TASK GOAL >> Look through the entries below and show every line containing the word "that".

RECORDED INFORMATION >>
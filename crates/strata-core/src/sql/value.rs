//! Bound parameter values.
//!
//! Anything that is not raw SQL ends up as a [`SqlValue`] inside a
//! parameter atom and is sent to the database separately from the query
//! text.

use std::fmt::Write;

/// A value bound to a positional placeholder (`$1`, `$2`, ...).
#[derive(Debug, Clone, PartialEq)]
pub enum SqlValue {
    /// NULL value.
    Null,
    /// Boolean value.
    Bool(bool),
    /// Integer value.
    Int(i64),
    /// Float value.
    Float(f64),
    /// Text value.
    Text(String),
    /// Binary value.
    Blob(Vec<u8>),
}

impl SqlValue {
    /// Returns the value as a Postgres literal, suitable for places that
    /// cannot take parameters (column defaults, for instance).
    #[must_use]
    pub fn to_sql_inline(&self) -> String {
        match self {
            Self::Null => String::from("NULL"),
            Self::Bool(true) => String::from("TRUE"),
            Self::Bool(false) => String::from("FALSE"),
            Self::Int(n) => n.to_string(),
            Self::Float(f) => f.to_string(),
            Self::Text(s) => format!("'{}'", s.replace('\'', "''")),
            Self::Blob(b) => {
                let mut hex = String::with_capacity(b.len() * 2);
                for byte in b {
                    let _ = write!(hex, "{byte:02x}");
                }
                format!("'\\x{hex}'::bytea")
            }
        }
    }
}

/// Conversion into a [`SqlValue`].
pub trait ToSqlValue {
    /// Converts the value to a `SqlValue`.
    fn to_sql_value(self) -> SqlValue;
}

impl ToSqlValue for SqlValue {
    fn to_sql_value(self) -> SqlValue {
        self
    }
}

impl ToSqlValue for bool {
    fn to_sql_value(self) -> SqlValue {
        SqlValue::Bool(self)
    }
}

macro_rules! impl_int_value {
    ($($ty:ty),+) => {
        $(
            impl ToSqlValue for $ty {
                fn to_sql_value(self) -> SqlValue {
                    SqlValue::Int(i64::from(self))
                }
            }
        )+
    };
}

impl_int_value!(i8, i16, i32, i64, u8, u16, u32);

impl ToSqlValue for f64 {
    fn to_sql_value(self) -> SqlValue {
        SqlValue::Float(self)
    }
}

impl ToSqlValue for f32 {
    fn to_sql_value(self) -> SqlValue {
        SqlValue::Float(f64::from(self))
    }
}

impl ToSqlValue for String {
    fn to_sql_value(self) -> SqlValue {
        SqlValue::Text(self)
    }
}

impl ToSqlValue for &str {
    fn to_sql_value(self) -> SqlValue {
        SqlValue::Text(String::from(self))
    }
}

impl ToSqlValue for Vec<u8> {
    fn to_sql_value(self) -> SqlValue {
        SqlValue::Blob(self)
    }
}

impl ToSqlValue for &[u8] {
    fn to_sql_value(self) -> SqlValue {
        SqlValue::Blob(self.to_vec())
    }
}

impl<T: ToSqlValue> ToSqlValue for Option<T> {
    fn to_sql_value(self) -> SqlValue {
        self.map_or(SqlValue::Null, ToSqlValue::to_sql_value)
    }
}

SOLUTION TO THIS TASK >>
//! Anything that is not raw SQL ends up as a [`SqlValue`] inside a
    /// Returns the value as a Postgres literal, suitable for places that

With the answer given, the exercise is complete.